Survivorship analysis of adductor surgery to prevent hip displacement in children with cerebral palsy

Survivorship analysis of adductor surgery to prevent hip displacement in children with cerebral palsy
X YUMBBS/BA1,2,S DESAI1,2,P THOMASON2,R WOLFE5,P SELBER3,4,K GRAHAM34
1Murdoch Children’s Research Institute, Melbourne, VIC,
2Hugh Williamson Gait Laboratory, Royal Children’s Hospital, Melbourne, VIC;
3Department of orthopaedic Surgery, Royal children’s Hospital, Melbourne, VIC;
4The University Of Melboune, Melbourne, VIC;
5 Department of Epidemiology and preventative Medicine, Monash University, Alfred Hospital, Melbourne, VIC, Australia

Background/Objectives: previous studies evaluating the outcomes of hip adductor surgery in children with cerebral palsy, with the intention of preventing or treating early hip displacement, are limited to follow-up periods of about 3 years. This reviews the outcomes of hip adductor surgery to prevent or treat early hip[ displacement in children with cerebral palsy with an extended follow –up and evaluation according to the gross motor function classification system (GMFCS).

Design: Study of therapy; retrospective cohort audit.

Participants and Setting: Consecutive series of children with cerebral palsy aged 2-10 years who had primary adductor surgery at a tertiary children’s hospital between January 1994 and December 2004. These children had hip migration percentages (MP)>30%and followed up for a minimum 12 months post- operatively.

Materials/Methods: demographic data reviewed included gender, MP at time of primary surgery, GMFCS level, age at time of surgery and type of adductor release procedure performed. Outcome variables assessed were type of subsequent failure, time of failure after primary procedure, and length of follow-up. A Cox proportional hazards survivorship analysis was constructed to chart the time course of progression to further surgery over time according to GMFCS level.

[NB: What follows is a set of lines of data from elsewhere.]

// src/services/ong_service.rs
use crate::{
    error::{map_delete_error, AppError, AppResult},
    models::ong::{CreateOngPayload, Ong, UpdateOngPayload},
};
use sqlx::SqlitePool;

pub async fn find_all_ongs(db_pool: &SqlitePool) -> AppResult<Vec<Ong>> {
    tracing::debug!("Buscando todas as ONGs...");
    let ongs = sqlx::query_as::<_, Ong>("SELECT * FROM ongs ORDER BY id ASC")
        .fetch_all(db_pool)
        .await?;
    tracing::debug!("Encontradas {} ONGs.", ongs.len());
    Ok(ongs)
}

pub async fn find_ong_by_id(db_pool: &SqlitePool, id: i64) -> AppResult<Option<Ong>> {
    let ong = sqlx::query_as::<_, Ong>("SELECT * FROM ongs WHERE id = ?1")
        .bind(id)
        .fetch_optional(db_pool)
        .await?;
    Ok(ong)
}

/// Como `find_ong_by_id`, mas a ausência é um 404.
pub async fn get_ong(db_pool: &SqlitePool, id: i64) -> AppResult<Ong> {
    find_ong_by_id(db_pool, id)
        .await?
        .ok_or_else(|| AppError::NotFound("ONG não encontrada.".to_string()))
}

pub async fn create_ong(db_pool: &SqlitePool, payload: CreateOngPayload) -> AppResult<Ong> {
    tracing::info!("Criando ONG '{}'", payload.name);
    let ong = sqlx::query_as::<_, Ong>(
        r#"
        INSERT INTO ongs (name, email, cnpj, telephone, foundation_data, address)
        VALUES (?1, ?2, ?3, ?4, ?5, ?6)
        RETURNING *
        "#,
    )
    .bind(&payload.name)
    .bind(&payload.email)
    .bind(&payload.cnpj)
    .bind(&payload.telephone)
    .bind(payload.foundation_data)
    .bind(&payload.address)
    .fetch_one(db_pool)
    .await?;

    tracing::info!("✅ ONG {} criada.", ong.id);
    Ok(ong)
}

pub async fn update_ong(db_pool: &SqlitePool, id: i64, changes: UpdateOngPayload) -> AppResult<Ong> {
    let mut ong = get_ong(db_pool, id).await?;
    ong.apply(changes);

    let ong = sqlx::query_as::<_, Ong>(
        r#"
        UPDATE ongs
        SET name = ?1, email = ?2, cnpj = ?3, telephone = ?4,
            foundation_data = ?5, address = ?6, updated_at = CURRENT_TIMESTAMP
        WHERE id = ?7
        RETURNING *
        "#,
    )
    .bind(&ong.name)
    .bind(&ong.email)
    .bind(&ong.cnpj)
    .bind(&ong.telephone)
    .bind(ong.foundation_data)
    .bind(&ong.address)
    .bind(id)
    .fetch_one(db_pool)
    .await?;

    tracing::info!("✅ ONG {} atualizada.", id);
    Ok(ong)
}

pub async fn delete_ong(db_pool: &SqlitePool, id: i64) -> AppResult<()> {
    get_ong(db_pool, id).await?;
    sqlx::query("DELETE FROM ongs WHERE id = ?1")
        .bind(id)
        .execute(db_pool)
        .await
        .map_err(|e| map_delete_error(e, "A ONG"))?;
    tracing::info!("ONG {} removida.", id);
    Ok(())
}
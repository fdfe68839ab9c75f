// src/web/class_handlers.rs
use crate::{
    error::AppResult,
    models::{
        class::{CreateClassPayload, Class, UpdateClassPayload},
        DeletedMessage,
    },
    services::class_service,
    state::AppState,
    web::extract::{AppJson, AppPath},
};
use axum::{extract::State, http::StatusCode, Json};

// GET /api/classes
pub async fn list_classes(State(state): State<AppState>) -> AppResult<Json<Vec<Class>>> {
    Ok(Json(class_service::find_all_classes(&state.db_pool).await?))
}

// GET /api/classes/{id}
pub async fn get_class(
    State(state): State<AppState>,
    AppPath(id): AppPath<i64>,
) -> AppResult<Json<Class>> {
    Ok(Json(class_service::get_class(&state.db_pool, id).await?))
}

// POST /api/classes
pub async fn create_class(
    State(state): State<AppState>,
    AppJson(payload): AppJson<CreateClassPayload>,
) -> AppResult<(StatusCode, Json<Class>)> {
    let created = class_service::create_class(&state.db_pool, payload).await?;
    Ok((StatusCode::CREATED, Json(created)))
}

// PUT /api/classes/{id}
pub async fn update_class(
    State(state): State<AppState>,
    AppPath(id): AppPath<i64>,
    AppJson(changes): AppJson<UpdateClassPayload>,
) -> AppResult<Json<Class>> {
    Ok(Json(class_service::update_class(&state.db_pool, id, changes).await?))
}

// DELETE /api/classes/{id}
pub async fn delete_class(
    State(state): State<AppState>,
    AppPath(id): AppPath<i64>,
) -> AppResult<Json<DeletedMessage>> {
    class_service::delete_class(&state.db_pool, id).await?;
    Ok(Json(DeletedMessage::new("Turma excluída com sucesso.")))
}
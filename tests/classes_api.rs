mod common;

use axum::http::StatusCode;
use common::{assert_error, spawn_app, TestApp};
use serde_json::{json, Value};

/// Ong, turma e um aluno matriculado: (class_id, student_id, student_class_id).
async fn enrolled(app: &TestApp) -> (i64, i64, i64) {
    let ong_id = app.create_ong().await;
    let class_id = app.create_class(ong_id).await;
    let student_id = app.create_student(ong_id, None).await;
    let student_class_id = app.create_student_class(student_id, class_id).await;
    (class_id, student_id, student_class_id)
}

fn schedule_body(student_class_id: i64) -> Value {
    json!({
        "student_class_id": student_class_id,
        "day_of_week": ["wednesday", "monday"],
        "start_time": "14:00:00",
        "end_time": "15:30:00"
    })
}

#[tokio::test]
async fn class_defaults_and_reference_check() {
    let app = spawn_app().await;

    let (status, body) = app.post("/api/classes", json!({ "ong_id": 1 })).await;
    assert_error(status, &body, StatusCode::BAD_REQUEST);
    assert_eq!(app.count("/api/classes").await, 0);

    let ong_id = app.create_ong().await;
    let (status, class) = app.post("/api/classes", json!({ "ong_id": ong_id })).await;
    assert_eq!(status, StatusCode::CREATED);
    assert_eq!(class["status"], true);
    assert_eq!(class["category"], 0);
    assert_eq!(class["workshop"], json!(null));

    let id = class["id"].as_i64().unwrap();
    let (status, updated) = app
        .put(
            &format!("/api/classes/{}", id),
            json!({ "workshop": "Xadrez", "status": false }),
        )
        .await;
    assert_eq!(status, StatusCode::OK);
    assert_eq!(updated["workshop"], "Xadrez");
    assert_eq!(updated["status"], false);
    assert_eq!(updated["ong_id"], ong_id);

    let (status, body) = app.get("/api/classes/999").await;
    assert_error(status, &body, StatusCode::NOT_FOUND);
}

#[tokio::test]
async fn enrollment_requires_student_and_class() {
    let app = spawn_app().await;
    let ong_id = app.create_ong().await;
    let class_id = app.create_class(ong_id).await;
    let student_id = app.create_student(ong_id, None).await;

    let (status, body) = app
        .post(
            "/api/student-classes",
            json!({ "student_id": 999, "class_id": class_id }),
        )
        .await;
    assert_error(status, &body, StatusCode::BAD_REQUEST);

    let (status, body) = app
        .post(
            "/api/student-classes",
            json!({ "student_id": student_id, "class_id": 999 }),
        )
        .await;
    assert_error(status, &body, StatusCode::BAD_REQUEST);
    assert_eq!(app.count("/api/student-classes").await, 0);

    let id = app.create_student_class(student_id, class_id).await;

    // turma com matrículas não pode ser apagada
    let (status, body) = app.delete(&format!("/api/classes/{}", class_id)).await;
    assert_error(status, &body, StatusCode::BAD_REQUEST);

    let (status, _) = app.delete(&format!("/api/student-classes/{}", id)).await;
    assert_eq!(status, StatusCode::OK);
    let (status, _) = app.delete(&format!("/api/classes/{}", class_id)).await;
    assert_eq!(status, StatusCode::OK);
}

#[tokio::test]
async fn students_for_class_lists_only_enrolled_students() {
    let app = spawn_app().await;
    let (class_id, student_id, _) = enrolled(&app).await;

    let ong_id = app.create_ong().await;
    let other_class = app.create_class(ong_id).await;
    let other_student = app.create_student(ong_id, None).await;
    app.create_student_class(other_student, other_class).await;

    let (status, students) = app
        .get(&format!("/api/students-classes/students/{}", class_id))
        .await;
    assert_eq!(status, StatusCode::OK);
    let students = students.as_array().unwrap();
    assert_eq!(students.len(), 1);
    assert_eq!(students[0]["id"], student_id);
    assert_eq!(students[0]["name"], "Lucas Lima");

    let empty_class = app.create_class(ong_id).await;
    let (status, students) = app
        .get(&format!("/api/students-classes/students/{}", empty_class))
        .await;
    assert_eq!(status, StatusCode::OK);
    assert_eq!(students, json!([]));

    let (status, body) = app.get("/api/students-classes/students/999").await;
    assert_error(status, &body, StatusCode::NOT_FOUND);
}

#[tokio::test]
async fn one_schedule_per_enrollment() {
    let app = spawn_app().await;
    let (_, _, student_class_id) = enrolled(&app).await;

    let (status, created) = app
        .post("/api/class-schedules", schedule_body(student_class_id))
        .await;
    assert_eq!(status, StatusCode::CREATED);
    assert_eq!(created["day_of_week"], json!(["monday", "wednesday"]));
    assert_eq!(created["start_time"], "14:00:00");
    assert_eq!(created["status"], 1);
    assert_eq!(created["frequency"], 1);

    let schedule_id = created["id"].as_i64().unwrap();
    let (status, fetched) = app
        .get(&format!("/api/class-schedules/{}", schedule_id))
        .await;
    assert_eq!(status, StatusCode::OK);
    assert_eq!(fetched, created);

    let mut second = schedule_body(student_class_id);
    second["day_of_week"] = json!(["friday"]);
    let (status, body) = app.post("/api/class-schedules", second).await;
    assert_error(status, &body, StatusCode::BAD_REQUEST);

    let (status, list) = app.get("/api/class-schedules").await;
    assert_eq!(status, StatusCode::OK);
    assert_eq!(list, json!([created]));
}

#[tokio::test]
async fn schedule_times_accept_hours_and_minutes() {
    let app = spawn_app().await;
    let (_, _, student_class_id) = enrolled(&app).await;

    let mut body = schedule_body(student_class_id);
    body["start_time"] = json!("08:00");
    body["end_time"] = json!("09:30");
    let (status, created) = app.post("/api/class-schedules", body).await;
    assert_eq!(status, StatusCode::CREATED);
    assert_eq!(created["start_time"], "08:00:00");
    assert_eq!(created["end_time"], "09:30:00");

    let (status, fetched) = app
        .get(&format!("/api/class-schedules/{}", created["id"]))
        .await;
    assert_eq!(status, StatusCode::OK);
    assert_eq!(fetched, created);

    let (status, updated) = app
        .put(
            &format!("/api/class-schedules/{}", created["id"]),
            json!({ "end_time": "10:15" }),
        )
        .await;
    assert_eq!(status, StatusCode::OK);
    assert_eq!(updated["end_time"], "10:15:00");
    assert_eq!(updated["start_time"], "08:00:00");
}

#[tokio::test]
async fn schedule_validation() {
    let app = spawn_app().await;
    let (_, _, student_class_id) = enrolled(&app).await;

    let (status, body) = app.post("/api/class-schedules", schedule_body(999)).await;
    assert_error(status, &body, StatusCode::BAD_REQUEST);

    let mut no_days = schedule_body(student_class_id);
    no_days["day_of_week"] = json!([]);
    let (status, body) = app.post("/api/class-schedules", no_days).await;
    assert_error(status, &body, StatusCode::BAD_REQUEST);

    let mut bad_day = schedule_body(student_class_id);
    bad_day["day_of_week"] = json!(["funday"]);
    let (status, body) = app.post("/api/class-schedules", bad_day).await;
    assert_error(status, &body, StatusCode::BAD_REQUEST);

    assert_eq!(app.count("/api/class-schedules").await, 0);
}

#[tokio::test]
async fn schedule_cannot_move_onto_taken_enrollment() {
    let app = spawn_app().await;
    let (_, _, first_enrollment) = enrolled(&app).await;
    let (_, _, second_enrollment) = enrolled(&app).await;

    let first = app
        .create("/api/class-schedules", schedule_body(first_enrollment))
        .await;
    let second = app
        .create("/api/class-schedules", schedule_body(second_enrollment))
        .await;

    let (status, body) = app
        .put(
            &format!("/api/class-schedules/{}", second),
            json!({ "student_class_id": first_enrollment }),
        )
        .await;
    assert_error(status, &body, StatusCode::BAD_REQUEST);

    let (status, updated) = app
        .put(
            &format!("/api/class-schedules/{}", first),
            json!({ "day_of_week": ["saturday"], "end_time": "16:00:00" }),
        )
        .await;
    assert_eq!(status, StatusCode::OK);
    assert_eq!(updated["day_of_week"], json!(["saturday"]));
    assert_eq!(updated["end_time"], "16:00:00");
    assert_eq!(updated["student_class_id"], first_enrollment);

    let (status, _) = app.delete(&format!("/api/class-schedules/{}", first)).await;
    assert_eq!(status, StatusCode::OK);
    let (status, body) = app.get(&format!("/api/class-schedules/{}", first)).await;
    assert_error(status, &body, StatusCode::NOT_FOUND);
}

#[tokio::test]
async fn instance_class_crud() {
    let app = spawn_app().await;
    let ong_id = app.create_ong().await;
    let class_id = app.create_class(ong_id).await;

    let (status, body) = app
        .post("/api/instance-classes", json!({ "id_classes": 999 }))
        .await;
    assert_error(status, &body, StatusCode::BAD_REQUEST);
    assert_eq!(app.count("/api/instance-classes").await, 0);

    let id = app.create_instance_class(class_id).await;
    let (status, updated) = app
        .put(
            &format!("/api/instance-classes/{}", id),
            json!({ "observation": "Aula reposta", "date": null }),
        )
        .await;
    assert_eq!(status, StatusCode::OK);
    assert_eq!(updated["observation"], "Aula reposta");
    assert_eq!(updated["date"], json!(null));
    assert_eq!(updated["status"], 1);
    assert_eq!(updated["id_classes"], class_id);

    let (status, body) = app.delete("/api/instance-classes/999").await;
    assert_error(status, &body, StatusCode::NOT_FOUND);
}

#[tokio::test]
async fn professors_assigned_to_instance() {
    let app = spawn_app().await;
    let ong_id = app.create_ong().await;
    let class_id = app.create_class(ong_id).await;
    let instance_id = app.create_instance_class(class_id).await;
    let user_id = app.create_user("prof@ong.org", "professor").await;
    let professor_id = app.create_professor(ong_id, user_id).await;

    let (status, professors) = app
        .get(&format!("/api/instance-classes/{}/professors", instance_id))
        .await;
    assert_eq!(status, StatusCode::OK);
    assert_eq!(professors, json!([]));

    let (status, body) = app
        .post(
            &format!("/api/instance-classes/{}/professors", instance_id),
            json!({ "professor_id": 999 }),
        )
        .await;
    assert_error(status, &body, StatusCode::BAD_REQUEST);

    let (status, assignment) = app
        .post(
            &format!("/api/instance-classes/{}/professors", instance_id),
            json!({ "professor_id": professor_id }),
        )
        .await;
    assert_eq!(status, StatusCode::CREATED);
    assert_eq!(assignment["instance_classes_id"], instance_id);

    let (status, professors) = app
        .get(&format!("/api/instance-classes/{}/professors", instance_id))
        .await;
    assert_eq!(status, StatusCode::OK);
    let professors = professors.as_array().unwrap();
    assert_eq!(professors.len(), 1);
    assert_eq!(professors[0]["id"], assignment["id"]);
    assert_eq!(professors[0]["professor"]["id"], professor_id);
    assert_eq!(professors[0]["professor"]["name"], "Paulo Freire");
    assert_eq!(professors[0]["professor"]["ong_id"], ong_id);

    let (status, body) = app.get("/api/instance-classes/999/professors").await;
    assert_error(status, &body, StatusCode::NOT_FOUND);

    // professor alocado não pode ser apagado
    let (status, body) = app.delete(&format!("/api/professors/{}", professor_id)).await;
    assert_error(status, &body, StatusCode::BAD_REQUEST);
}

#[tokio::test]
async fn professor_assignment_crud() {
    let app = spawn_app().await;
    let ong_id = app.create_ong().await;
    let class_id = app.create_class(ong_id).await;
    let first_instance = app.create_instance_class(class_id).await;
    let second_instance = app.create_instance_class(class_id).await;
    let user_id = app.create_user("prof@ong.org", "professor").await;
    let professor_id = app.create_professor(ong_id, user_id).await;

    let (status, body) = app
        .post(
            "/api/professors-instance",
            json!({ "professor_id": professor_id, "instance_classes_id": 999 }),
        )
        .await;
    assert_error(status, &body, StatusCode::BAD_REQUEST);
    assert_eq!(app.count("/api/professors-instance").await, 0);

    let id = app
        .create(
            "/api/professors-instance",
            json!({ "professor_id": professor_id, "instance_classes_id": first_instance }),
        )
        .await;

    let (status, moved) = app
        .put(
            &format!("/api/professors-instance/{}", id),
            json!({ "instance_classes_id": second_instance }),
        )
        .await;
    assert_eq!(status, StatusCode::OK);
    assert_eq!(moved["instance_classes_id"], second_instance);
    assert_eq!(moved["professor_id"], professor_id);

    let (status, _) = app.delete(&format!("/api/professors-instance/{}", id)).await;
    assert_eq!(status, StatusCode::OK);
    let (status, body) = app.get(&format!("/api/professors-instance/{}", id)).await;
    assert_error(status, &body, StatusCode::NOT_FOUND);
}

#[tokio::test]
async fn presences_reference_student_and_instance() {
    let app = spawn_app().await;
    let (class_id, student_id, _) = enrolled(&app).await;
    let instance_id = app.create_instance_class(class_id).await;

    let (status, body) = app
        .post(
            "/api/students-presences-classes",
            json!({ "student_id": student_id, "instance_class_id": 999 }),
        )
        .await;
    assert_error(status, &body, StatusCode::BAD_REQUEST);

    let (status, body) = app
        .post(
            "/api/students-presences-classes",
            json!({ "student_id": 999, "instance_class_id": instance_id }),
        )
        .await;
    assert_error(status, &body, StatusCode::BAD_REQUEST);
    assert_eq!(app.count("/api/students-presences-classes").await, 0);

    let (status, presence) = app
        .post(
            "/api/students-presences-classes",
            json!({ "student_id": student_id, "instance_class_id": instance_id }),
        )
        .await;
    assert_eq!(status, StatusCode::CREATED);
    let id = presence["id"].as_i64().unwrap();

    let (status, fetched) = app
        .get(&format!("/api/students-presences-classes/{}", id))
        .await;
    assert_eq!(status, StatusCode::OK);
    assert_eq!(fetched, presence);

    // instância com presenças registadas
    let (status, body) = app
        .delete(&format!("/api/instance-classes/{}", instance_id))
        .await;
    assert_error(status, &body, StatusCode::BAD_REQUEST);

    let (status, body) = app
        .put(
            &format!("/api/students-presences-classes/{}", id),
            json!({ "student_id": 999 }),
        )
        .await;
    assert_error(status, &body, StatusCode::BAD_REQUEST);

    let (status, _) = app
        .delete(&format!("/api/students-presences-classes/{}", id))
        .await;
    assert_eq!(status, StatusCode::OK);
    let (status, body) = app
        .delete(&format!("/api/students-presences-classes/{}", id))
        .await;
    assert_error(status, &body, StatusCode::NOT_FOUND);
}
// src/models/user.rs
use super::patch;
use chrono::NaiveDateTime;
use serde::{Deserialize, Serialize};
use sqlx::FromRow;

/// Papel do utilizador. Guardado como texto ('gf', 'leader', 'professor');
/// não é usado para controlo de acesso.
#[derive(Debug, Clone, Copy, PartialEq, Eq, Serialize, Deserialize, sqlx::Type)]
#[serde(rename_all = "lowercase")]
#[sqlx(rename_all = "lowercase")]
pub enum Role {
    Gf,
    Leader,
    Professor,
}

// Representa um utilizador lido da tabela 'users'
#[derive(Debug, Clone, FromRow, Serialize)]
pub struct User {
    pub id: i64,
    pub email: String,
    // Nunca sai na resposta JSON
    #[serde(skip_serializing)]
    pub password_hash: String,
    pub gender: i64,
    pub role: Role,
    pub created_at: NaiveDateTime,
    pub updated_at: NaiveDateTime,
}

#[derive(Debug, Deserialize)]
pub struct CreateUserPayload {
    pub email: String,
    pub password: String,
    pub gender: i64,
    pub role: Role,
}

#[derive(Debug, Default, Deserialize)]
pub struct UpdateUserPayload {
    pub email: Option<String>,
    // Nova password em claro; o serviço gera o hash antes de gravar
    pub password: Option<String>,
    pub gender: Option<i64>,
    pub role: Option<Role>,
}

impl User {
    /// Aplica os campos simples; a password é tratada à parte (hash).
    pub fn apply(&mut self, changes: &UpdateUserPayload) {
        patch(&mut self.email, changes.email.clone());
        patch(&mut self.gender, changes.gender);
        patch(&mut self.role, changes.role);
    }
}

#[cfg(test)]
mod tests {
    use super::*;

    #[test]
    fn role_uses_lowercase_names() {
        let role: Role = serde_json::from_str(r#""professor""#).unwrap();
        assert_eq!(role, Role::Professor);
        assert!(serde_json::from_str::<Role>(r#""admin""#).is_err());
    }

    #[test]
    fn password_hash_is_never_serialized() {
        let now = chrono::Utc::now().naive_utc();
        let user = User {
            id: 1,
            email: "gf@ong.org".into(),
            password_hash: "$2b$12$segredo".into(),
            gender: 1,
            role: Role::Gf,
            created_at: now,
            updated_at: now,
        };
        let json = serde_json::to_value(&user).unwrap();
        assert!(json.get("password_hash").is_none());
        assert_eq!(json["role"], "gf");
    }
}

Results: Three hundred and thirty children underwent hip adductor surgery. The number of children per GMFCS level was 33 Level II, 55 level III, 103 level IV, and 139 level V. The average age at time of primary was 4.19 years, mean MP at time of primary surgery 43.16%, and mean length of post-operative follow-up was 7.10 years. Eighty-two children had adductor longus and gracilis lengthening alone 97 also had an iliopsoas release, 97 had psoas tenotomy and neurectomy of the anterior branch of obturator never (in addition to longus & gracilis lengthening). At time of audit 106 children (32%)did not require further surgery (surgery success).Thirty one were in children of GMFCS level II (94%),27 level III (49%), 28 level IV (27%),and 20 level V (14%).The survivorship analysis (Figure 1) revealed difference in ‘surgery success’ rates according to GMFCS, particularly apparent beyond 3 years post-operatively.

Conclusion/significance: The GMFCS is crucial is predicting the outcomes of adductor surgery in preventing further hip displacement. Current treatment strategies need to be evaluated to ensure they undertake long-term post-operative follow up, particularly for children GMFCS levels VI and V, and provide appropriate prognostic counseling in light of these findings.